Because air thins with increased elevation, we had to rejet the carburetor every thousand feet to maintain the proper air-to-gas mixture. The jet was a thin metal tube about three quarters of an inch long that screwed into the throat of the carburetor. I loosened and tightened it with a special little wrench about two inches long, and when I took it out or set it in place, I needed a bare finger and thumb to hold it, gloves being too bulky to fit into the throat of the carburetor. The whole procedure took about eight minutes, and generally I had to put my bare hand back into a mitten once or twice to regain feeling.
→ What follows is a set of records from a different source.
//! Login, signup, refresh and logout against the identity service.

use std::sync::{Arc, Weak};

use chrono::Utc;
use futures_util::FutureExt;
use tracing::{debug, info, instrument, warn};

use quizgate_core::{
    AccessToken, AuthError, Credential, Error, IdentityService, LoginCredentials, Result,
    SignupDetails, UserProfile,
};

use crate::context::SessionContext;

/// Result of a refresh exchange.
#[derive(Debug, Clone)]
pub enum RefreshOutcome {
    /// A new access token was stored.
    Refreshed(Credential),
    /// The session cannot be renewed; the caller must log out.
    LogoutRequired,
}

impl RefreshOutcome {
    pub fn is_refreshed(&self) -> bool {
        matches!(self, RefreshOutcome::Refreshed(_))
    }
}

/// The only writer of the token store.
///
/// Cheap to clone; clones share the same [`SessionContext`].
///
/// # Example
///
/// ```no_run
/// use std::sync::Arc;
/// use quizgate_core::{IdentityService, LoginCredentials};
/// use quizgate_session::{AuthGateway, SessionContext};
///
/// # async fn example(identity: Arc<dyn IdentityService>) -> quizgate_core::Result<()> {
/// let gateway = AuthGateway::new(Arc::new(SessionContext::in_memory()), identity);
/// let credential = gateway
///     .login(&LoginCredentials::new("ada@example.com", "hunter22"))
///     .await?;
/// println!("Logged in as {}", credential.user().name);
/// # Ok(())
/// # }
/// ```
#[derive(Clone)]
pub struct AuthGateway {
    inner: Arc<GatewayInner>,
}

struct GatewayInner {
    ctx: Arc<SessionContext>,
    identity: Arc<dyn IdentityService>,
}

impl AuthGateway {
    pub fn new(ctx: Arc<SessionContext>, identity: Arc<dyn IdentityService>) -> Self {
        Self {
            inner: Arc::new(GatewayInner { ctx, identity }),
        }
    }

    pub fn context(&self) -> &Arc<SessionContext> {
        &self.inner.ctx
    }

    /// The held credential, if logged in.
    pub fn credential(&self) -> Option<Credential> {
        self.inner.ctx.store().current()
    }

    pub fn current_user(&self) -> Option<UserProfile> {
        self.inner.ctx.store().user()
    }

    pub fn is_authenticated(&self) -> bool {
        self.inner.ctx.store().is_authenticated()
    }

    /// Log in and fetch the user's profile.
    ///
    /// The token store is only written once both calls succeed; any failure
    /// leaves the previous state untouched.
    #[instrument(skip(self, credentials), fields(email = %credentials.email()))]
    pub async fn login(&self, credentials: &LoginCredentials) -> Result<Credential> {
        credentials.validate()?;
        info!("Logging in");

        let grant = self.inner.identity.login(credentials).await?;
        let user = self.inner.identity.me(&grant.access_token).await?;
        let credential = Credential::new(grant.access_token, grant.refresh_token, user);

        self.inner.ctx.in_flight().clear();
        self.install(credential.clone());

        debug!(user = %credential.user().email, "Logged in");
        Ok(credential)
    }

    /// Create an account, then log in with the same email and password.
    #[instrument(skip(self, details), fields(email = %details.credentials().email()))]
    pub async fn signup(&self, details: &SignupDetails) -> Result<Credential> {
        details.validate()?;
        info!("Creating account");

        self.inner.identity.signup(details).await?;
        self.login(details.credentials()).await
    }

    /// Exchange the refresh token for a new access token.
    ///
    /// Never fails: every problem, including a missing refresh token, is
    /// reported as [`RefreshOutcome::LogoutRequired`]. This performs one
    /// exchange per call; concurrent callers should use
    /// [`refresh_shared`](Self::refresh_shared).
    #[instrument(skip(self))]
    pub async fn refresh(&self) -> RefreshOutcome {
        let store = self.inner.ctx.store();
        let Some(current) = store.current() else {
            debug!("No credential held, nothing to refresh");
            return RefreshOutcome::LogoutRequired;
        };
        let Some(refresh_token) = current.refresh_token().cloned() else {
            debug!("No refresh token held");
            return RefreshOutcome::LogoutRequired;
        };

        info!("Refreshing access token");
        let grant = match self.inner.identity.refresh(&refresh_token).await {
            Ok(grant) => grant,
            Err(e) => {
                warn!(error = %e, "Token refresh failed");
                return RefreshOutcome::LogoutRequired;
            }
        };

        let next = current.with_access_token(grant.access_token, grant.refresh_token);
        if !store.replace_if_refresh_token(&refresh_token, next.clone()) {
            // Logged out or logged in again while the exchange was running.
            return match store.current() {
                Some(newer) => RefreshOutcome::Refreshed(newer),
                None => {
                    debug!("Credential cleared during refresh, discarding new token");
                    RefreshOutcome::LogoutRequired
                }
            };
        }

        self.arm(&next);
        debug!("Access token refreshed");
        RefreshOutcome::Refreshed(next)
    }

    /// Refresh, joining the exchange already in flight if there is one.
    ///
    /// The exchange runs on its own task, so it completes and updates the
    /// token store even if every waiting caller goes away.
    pub async fn refresh_shared(&self) -> RefreshOutcome {
        let in_flight = self.inner.ctx.in_flight();
        let shared = in_flight.join_or_start(|id| {
            let gateway = self.clone();
            let task = tokio::spawn(async move {
                let outcome = gateway.refresh().await;
                gateway.inner.ctx.in_flight().finish(id);
                outcome
            });
            async move {
                task.await.unwrap_or_else(|e| {
                    warn!(error = %e, "Refresh task did not complete");
                    RefreshOutcome::LogoutRequired
                })
            }
            .boxed()
        });
        shared.await
    }

    /// Forget the credential locally. No network call is made.
    #[instrument(skip(self))]
    pub fn logout(&self) {
        let ctx = &self.inner.ctx;
        ctx.store().clear();
        ctx.scheduler().disarm();
        ctx.in_flight().clear();
        info!("Logged out");
    }

    /// Re-read the profile from the identity service and store it.
    ///
    /// A rejected access token is refreshed once; if that fails the client
    /// is logged out and [`AuthError::SessionExpired`] is returned.
    #[instrument(skip(self))]
    pub async fn fetch_user(&self) -> Result<UserProfile> {
        let token = self
            .inner
            .ctx
            .store()
            .access_token()
            .ok_or(AuthError::NotAuthenticated)?;

        let rejected = match self.inner.identity.me(&token).await {
            Ok(user) => return Ok(self.store_user(&token, user)),
            Err(Error::Protocol(e)) if e.is_auth_error() => e,
            Err(e) => return Err(e),
        };

        let token = match self.refresh_shared().await {
            RefreshOutcome::Refreshed(credential) => credential.access_token().clone(),
            RefreshOutcome::LogoutRequired => {
                self.logout();
                return Err(AuthError::SessionExpired(rejected).into());
            }
        };

        match self.inner.identity.me(&token).await {
            Ok(user) => Ok(self.store_user(&token, user)),
            Err(Error::Protocol(e)) if e.is_auth_error() => {
                self.logout();
                Err(AuthError::SessionExpired(e).into())
            }
            Err(e) => Err(e),
        }
    }

    /// Pick up a credential restored from storage.
    ///
    /// An expired access token is refreshed right away; otherwise the
    /// proactive timer is armed. Returns the usable credential, if any.
    #[instrument(skip(self))]
    pub async fn resume(&self) -> Option<Credential> {
        let credential = self.inner.ctx.store().current()?;
        if !credential.is_expired_at(Utc::now()) {
            self.arm(&credential);
            return Some(credential);
        }

        info!("Stored access token has expired, refreshing");
        match self.refresh_shared().await {
            RefreshOutcome::Refreshed(credential) => Some(credential),
            RefreshOutcome::LogoutRequired => {
                self.logout();
                None
            }
        }
    }

    fn store_user(&self, token: &AccessToken, user: UserProfile) -> UserProfile {
        match self.inner.ctx.store().update_user(token, user.clone()) {
            Some(credential) => credential.user().clone(),
            None => user,
        }
    }

    fn install(&self, credential: Credential) {
        self.inner.ctx.store().replace(credential.clone());
        self.arm(&credential);
    }

    fn arm(&self, credential: &Credential) {
        let gateway: Weak<GatewayInner> = Arc::downgrade(&self.inner);
        self.inner
            .ctx
            .scheduler()
            .arm(credential.access_token(), move || async move {
                if let Some(inner) = gateway.upgrade() {
                    AuthGateway { inner }.proactive_refresh().await;
                }
            });
    }

    async fn proactive_refresh(&self) {
        debug!("Proactive refresh due");
        if let RefreshOutcome::LogoutRequired = self.refresh_shared().await {
            warn!("Proactive refresh failed, logging out");
            self.logout();
        }
    }
}

impl std::fmt::Debug for AuthGateway {
    fn fmt(&self, f: &mut std::fmt::Formatter<'_>) -> std::fmt::Result {
        f.debug_struct("AuthGateway")
            .field("context", &self.inner.ctx)
            .finish_non_exhaustive()
    }
}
Although the day had started out calmly, after several hours a headwind sprang up, flowing directly down on us out of the north. To make matters worse, a ceiling of cloud began to form as the wind quickened, settling in at about eleven thousand feet. I stopped about one hundred feet below the cloud to do the last rejet. Although we could still see rock outcrops that bounded the ramp we were climbing, all surface definition on the snow at our feet was gone. I worried that if the cloud was too thick, I would have no visual means of staying in the middle of the ramp.

As I started the rejetting, an eerie incident occurred. Out of nowhere, a skua appeared, circled us several times, landed on the snow about fifty feet up slope, and sat there calmly watching me. The powerful bird, more than 500 from open water and its source of food, squatted inscrutably beneath the gathering gloom. Then, having rested, it spread its tawny wings, rose slowly into the wind, drifted east beyond the rocky edge, and dropped from sight.

If ever there was an omen, this surely had to be. But was it bad or was it good? I took it to be good, and fired up the snowmobile for the final leg, about a mile to the summit flat. When we hit the bottom of the cloud, all visibility and surface definition went to zero. I steered by keeping the wind directly on the nose of the snowmobile, and figured that when the slope went flat, we would be on top. To make matters worse the wind speed steadily increased as we continued to climb. Then a blessing, the snow surface began to break up into patches of blue ice, and I again had a surface that I could see, albeit for only about thirty feet ahead.

When the surface finally flattened, the patches were less snow than blue ice, and the wind was an unwavering stream at probably thirty to forty knots. I chose a patch of snow to plant the tent. Russell and David were stiff from the cold; I was sweating from gripping the handlebars of the snowmobile behind its windscreen. The next ten minutes were a frantic blur, setting up the Scott tent "by the book" in a strong wind. With shelter secure, we dove into the tent, started the stove, and melted some snow for a brew. Dinner followed. Although the wind was still howling as we crawled into our sleeping bags, the only real concern as we fell asleep was, when would it end?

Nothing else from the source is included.